Aira tengah memasukkan mukena putihnya ke dalam tasnya ketika seorang wanita separuh baya menghampirinya. Kini, Aira sudah berada di dalam Bapenta, tempat wali murid yang ingin menjenguk anaknya. Tempatnya begitu nyaman. Sudah disiapkan kasur, kamar mandi, dan yang paling membuat Aira betah adalah, laki-laki dan perempuan dipisah. Ya, walau akhirnya Aira dan Ayah harus berada di tempat yang berbeda.
“Mbak, dari mana?” tanya wanita separuh baya itu sembari menunjukkan sunggingan senyum ramahnya.
Aira turut tersenyum, “Dari Pandeglang, Bu. Ibu dari mana?”.
“Oh Pandeglang, bisa bahasa Sunda dong? Ibu dari Bandung”.
Senyum Aira melebar, “Ya bisa sih, Bu. Tapi beda kan sundanya sama sunda Bandung”.
“Gapapa, yang penting bisa kan. Kalo gitu, Ibu panggil Neng aja atuh, jangan Mbak ya?”.
Aira tertawa kecil, “Iya, Bu, boleh.”
“Eh, belum kenalan. Nama Ibu, Rahmah. Panggil Ibu aja tapi, jangan Rahmah!”.
Aira tertawa kecil lagi, “Iya, Bu. Nama saya, Aira Putri Molydina. Biasa dipanggil Aira”.
“Masyaallah, nama yang cantik seperti orangnya,” Bu Rahmah tersenyum lebar yang kemudian dibalas oleh senyuman manis dari bibir Aira.
“Ibu, jenguk anak tah?” tanya Aira ramah.
Bu Rahmah mengangguk, “Iya, Neng. Lebaran idul fitri kemaren kan dia gak pulang. Kamu nengok siapa? Pacar?”.
“Ih apa atuh, Bu? Kok pacar? Aira mah lagi nengok kakak”.
Bu Rahmah tertawa kecil, “Oh, kelas berapa kakaknya?”.
“Kelas 6, Bu”.
“Oh, sama atuh sama anak ibu. Anak ibu juga kelas 6”.
Aira merasa senang bisa berkenalan dengan Bu Rahmah yang ternyata begitu baik dan pandai bergaul. Sehingga Aira tidak harus merasa kaku berhadapan dengan wanita separuh baya itu. Baru beberapa jam yang lalu kenalan, tetapi akrabnya sudah seperti kenal bertahun-tahun. Puas mengobrol, Bu Rahmah mengajak Aira jalan-jalan keliling Pondok.

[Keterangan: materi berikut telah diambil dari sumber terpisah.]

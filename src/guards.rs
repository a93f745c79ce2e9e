use axum::{
    extract::{FromRequestParts, Path, Request, State},
    http::Method,
    middleware::Next,
    response::{IntoResponse, Redirect, Response},
};
use std::collections::HashMap;
use tower_sessions::Session;
use uuid::Uuid;

use crate::{
    AppState,
    auth::{self, RETURN_TO},
    error::AppError,
    flash,
    models::User,
};

pub const SIGN_IN_FIRST: &str = "You must be signed in first!";
pub const CAMPGROUND_NOT_FOUND: &str = "Cannot find that campground!";
pub const REVIEW_NOT_FOUND: &str = "Cannot find that review!";
pub const NO_PERMISSION: &str = "You do not have permission to do that!";

/// Guard
///
/// One precondition a route demands before its handler may run. Routes list their guards
/// in evaluation order; ownership guards assume `Authenticated` came first.
#[derive(Debug, Clone, Copy, PartialEq, Eq)]
pub enum Guard {
    /// A logged-in user must be present.
    Authenticated,
    /// The campground at `{id}` must exist and belong to the current user.
    CampgroundAuthor,
    /// The review at `{review_id}` under `{id}` must exist and belong to the current user.
    ReviewAuthor,
}

pub enum GuardOutcome {
    Continue,
    ShortCircuit(Response),
}

/// GuardChain
///
/// The state handed to [`enforce`]: the application context plus the ordered guard list
/// for one route.
#[derive(Clone)]
pub struct GuardChain {
    state: AppState,
    guards: &'static [Guard],
}

impl GuardChain {
    pub fn new(state: &AppState, guards: &'static [Guard]) -> Self {
        Self {
            state: state.clone(),
            guards,
        }
    }
}

/// What a guard sees of the request.
struct GuardContext<'a> {
    session: &'a Session,
    method: Method,
    path_and_query: String,
    params: HashMap<String, String>,
    user: Option<User>,
}

impl GuardContext<'_> {
    fn campground_page(&self) -> String {
        match self.params.get("id") {
            Some(id) => format!("/campgrounds/{}", id),
            None => "/campgrounds".to_string(),
        }
    }
}

/// enforce
///
/// Middleware running a route's guards in order. The first guard that short-circuits
/// decides the response and the handler never runs.
pub async fn enforce(
    State(chain): State<GuardChain>,
    session: Session,
    request: Request,
    next: Next,
) -> Response {
    let (mut parts, body) = request.into_parts();
    let params = Path::<HashMap<String, String>>::from_request_parts(&mut parts, &chain)
        .await
        .map(|Path(params)| params)
        .unwrap_or_default();

    let user = match auth::current_user(&session, chain.state.repo.as_ref()).await {
        Ok(user) => user,
        Err(e) => return e.into_response(),
    };

    let ctx = GuardContext {
        session: &session,
        method: parts.method.clone(),
        path_and_query: parts
            .uri
            .path_and_query()
            .map(|pq| pq.as_str().to_string())
            .unwrap_or_else(|| parts.uri.path().to_string()),
        params,
        user,
    };

    for guard in chain.guards {
        let outcome = match guard.check(&chain.state, &ctx).await {
            Ok(outcome) => outcome,
            Err(e) => return e.into_response(),
        };
        if let GuardOutcome::ShortCircuit(response) = outcome {
            tracing::debug!(?guard, path = %ctx.path_and_query, "guard short-circuited request");
            return response;
        }
    }

    next.run(Request::from_parts(parts, body)).await
}

impl Guard {
    async fn check(
        &self,
        state: &AppState,
        ctx: &GuardContext<'_>,
    ) -> Result<GuardOutcome, AppError> {
        match self {
            Guard::Authenticated => authenticated(ctx).await,
            Guard::CampgroundAuthor => campground_author(state, ctx).await,
            Guard::ReviewAuthor => review_author(state, ctx).await,
        }
    }
}

async fn redirect_with_error(
    session: &Session,
    message: &str,
    to: &str,
) -> Result<GuardOutcome, AppError> {
    flash::error(session, message).await?;
    Ok(GuardOutcome::ShortCircuit(Redirect::to(to).into_response()))
}

async fn authenticated(ctx: &GuardContext<'_>) -> Result<GuardOutcome, AppError> {
    if ctx.user.is_some() {
        return Ok(GuardOutcome::Continue);
    }

    // Only a GET can be replayed after login; anything else returns to the resource page.
    let return_to = if ctx.method == Method::GET {
        ctx.path_and_query.clone()
    } else {
        ctx.campground_page()
    };
    ctx.session.insert(RETURN_TO, return_to).await?;
    redirect_with_error(ctx.session, SIGN_IN_FIRST, "/login").await
}

/// The current user's id, or the login redirect if an ownership guard runs without one.
async fn require_user(ctx: &GuardContext<'_>) -> Result<Result<Uuid, GuardOutcome>, AppError> {
    match &ctx.user {
        Some(user) => Ok(Ok(user.id)),
        None => authenticated(ctx).await.map(Err),
    }
}

async fn campground_author(
    state: &AppState,
    ctx: &GuardContext<'_>,
) -> Result<GuardOutcome, AppError> {
    let user_id = match require_user(ctx).await? {
        Ok(id) => id,
        Err(outcome) => return Ok(outcome),
    };

    let campground = match parse_param(ctx, "id") {
        Some(id) => state.repo.get_campground(id).await?,
        None => None,
    };
    let Some(campground) = campground else {
        return redirect_with_error(ctx.session, CAMPGROUND_NOT_FOUND, "/campgrounds").await;
    };

    if campground.author_id != user_id {
        tracing::info!(
            %user_id,
            campground_id = %campground.id,
            "rejected non-author campground change"
        );
        return redirect_with_error(ctx.session, NO_PERMISSION, &ctx.campground_page()).await;
    }
    Ok(GuardOutcome::Continue)
}

async fn review_author(
    state: &AppState,
    ctx: &GuardContext<'_>,
) -> Result<GuardOutcome, AppError> {
    let user_id = match require_user(ctx).await? {
        Ok(id) => id,
        Err(outcome) => return Ok(outcome),
    };

    let Some(campground_id) = parse_param(ctx, "id") else {
        return redirect_with_error(ctx.session, CAMPGROUND_NOT_FOUND, "/campgrounds").await;
    };
    let review = match parse_param(ctx, "review_id") {
        Some(review_id) => state.repo.get_review(campground_id, review_id).await?,
        None => None,
    };
    let Some(review) = review else {
        return redirect_with_error(ctx.session, REVIEW_NOT_FOUND, "/campgrounds").await;
    };

    if review.author_id != user_id {
        tracing::info!(%user_id, review_id = %review.id, "rejected non-author review deletion");
        return redirect_with_error(ctx.session, NO_PERMISSION, &ctx.campground_page()).await;
    }
    Ok(GuardOutcome::Continue)
}

// A malformed id can never name an existing record.
fn parse_param(ctx: &GuardContext<'_>, name: &str) -> Option<Uuid> {
    ctx.params.get(name).and_then(|raw| Uuid::parse_str(raw).ok())
}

Aira menurut, ia bergegas memakai jilbab dan bersama Bu Rahmah keluar dari Bapenta untuk melihat suasana setelah subuh di Gontor 3.

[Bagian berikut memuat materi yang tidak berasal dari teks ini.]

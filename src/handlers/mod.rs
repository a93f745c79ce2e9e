//! Request handlers, one module per resource. Guards have already run by the time any
//! mutating handler here is reached.

use axum::{
    http::StatusCode,
    response::{IntoResponse, Redirect},
};
use tower_sessions::Session;
use uuid::Uuid;

use crate::{error::AppError, flash, guards::CAMPGROUND_NOT_FOUND};

pub mod campgrounds;
pub mod reviews;
pub mod users;

/// not_found
///
/// Fallback for every unmatched route.
pub async fn not_found() -> AppError {
    AppError::NotFound("Page Not Found".to_string())
}

/// Liveness probe.
pub async fn health() -> impl IntoResponse {
    (StatusCode::OK, "ok")
}

/// Parses a path segment as a record id. A malformed id names no record.
pub(crate) fn parse_id(raw: &str) -> Option<Uuid> {
    Uuid::parse_str(raw).ok()
}

/// The shared "campground is gone" response: error flash, back to the listing.
pub(crate) async fn campground_missing(session: &Session) -> Result<Redirect, AppError> {
    flash::error(session, CAMPGROUND_NOT_FOUND).await?;
    Ok(Redirect::to("/campgrounds"))
}
use chrono::{DateTime, Utc};
use serde::{Deserialize, Serialize};
use sqlx::FromRow;
use uuid::Uuid;

// --- Core Application Schemas (Mapped to Database) ---

/// User
///
/// A registered account in the `users` table. Referenced (never owned) by campgrounds and
/// reviews through their `author_id`.
#[derive(Debug, Clone, Serialize, Deserialize, FromRow, Default, PartialEq)]
pub struct User {
    pub id: Uuid,
    pub username: String,
    // Argon2id PHC string. Never rendered or serialized.
    #[serde(skip_serializing)]
    pub password_hash: String,
}

/// Point
///
/// A GeoJSON-style point. Longitude first, matching what geocoding providers return.
#[derive(Debug, Clone, Copy, Serialize, Deserialize, Default, PartialEq)]
pub struct Point {
    pub longitude: f64,
    pub latitude: f64,
}

/// Image
///
/// A stored campground image. `filename` is the object key in external storage and is
/// the handle used to delete the blob later.
#[derive(Debug, Clone, Serialize, Deserialize, FromRow, Default, PartialEq)]
pub struct Image {
    pub url: String,
    pub filename: String,
}

/// Campground
///
/// A listing from the `campgrounds` table together with its ordered images.
/// `author_id` is set once at creation and never updated.
#[derive(Debug, Clone, Serialize, Deserialize, Default, PartialEq)]
pub struct Campground {
    pub id: Uuid,
    pub title: String,
    pub price: f64,
    pub description: String,
    pub location: String,
    pub geometry: Point,
    pub images: Vec<Image>,
    pub author_id: Uuid,
    // Ordered review ids (insertion order).
    pub review_ids: Vec<Uuid>,
    pub created_at: DateTime<Utc>,
}

/// Review
///
/// A rating from the `reviews` table. Owned by exactly one campground.
#[derive(Debug, Clone, Serialize, Deserialize, FromRow, Default, PartialEq)]
pub struct Review {
    pub id: Uuid,
    pub campground_id: Uuid,
    pub body: String,
    pub rating: i32,
    pub author_id: Uuid,
    pub created_at: DateTime<Utc>,
}

/// ReviewWithAuthor
///
/// A review with its author populated, as shown on the detail page.
#[derive(Debug, Clone, Serialize, Deserialize, Default, PartialEq)]
pub struct ReviewWithAuthor {
    pub review: Review,
    pub author: User,
}

/// CampgroundDetails
///
/// The fully populated read model for `GET /campgrounds/{id}`: the campground, its author
/// and its reviews (each with their author) in insertion order.
#[derive(Debug, Clone, Serialize, Deserialize, Default, PartialEq)]
pub struct CampgroundDetails {
    pub campground: Campground,
    pub author: User,
    pub reviews: Vec<ReviewWithAuthor>,
}

// --- Write Payloads (Repository Inputs) ---

/// NewCampground
///
/// Everything needed to insert a campground. Produced by the create controller after
/// validation, geocoding and upload have all succeeded.
#[derive(Debug, Clone, Default)]
pub struct NewCampground {
    pub title: String,
    pub price: f64,
    pub description: String,
    pub location: String,
    pub geometry: Point,
    pub images: Vec<Image>,
    pub author_id: Uuid,
}

/// CampgroundChanges
///
/// A full field merge plus image bookkeeping for `update_campground`.
/// Images listed in `remove_filenames` are dropped after `add_images` are appended.
#[derive(Debug, Clone, Default)]
pub struct CampgroundChanges {
    pub title: String,
    pub price: f64,
    pub description: String,
    pub location: String,
    pub geometry: Point,
    pub add_images: Vec<Image>,
    pub remove_filenames: Vec<String>,
}

#[derive(Debug, Clone, Default)]
pub struct NewReview {
    pub body: String,
    pub rating: i32,
    pub author_id: Uuid,
}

Bu Rahmah dan Aira tengah berdiri beberapa meter di depan Masjid sembari berbincang-bincang ketika seseorang menghampiri mereka berdua.
“Umi!”.
Bu Rahmah spontan menoleh ke arah suara berasal. Seorang santri yang tampaknya baru keluar dari masjid, melangkah mendekati Bu Rahmah.
“Eh, Zelda anak Umi, sini Nak!” Bu Rahmah tersenyum penuh kebahagiaan.
Santri yang rupanya bernama Zelda itu melirik Aira sekilas sebelum akhirnya mencium punggung tangan Bu Rahmah, “Umi jam berapa datang?”.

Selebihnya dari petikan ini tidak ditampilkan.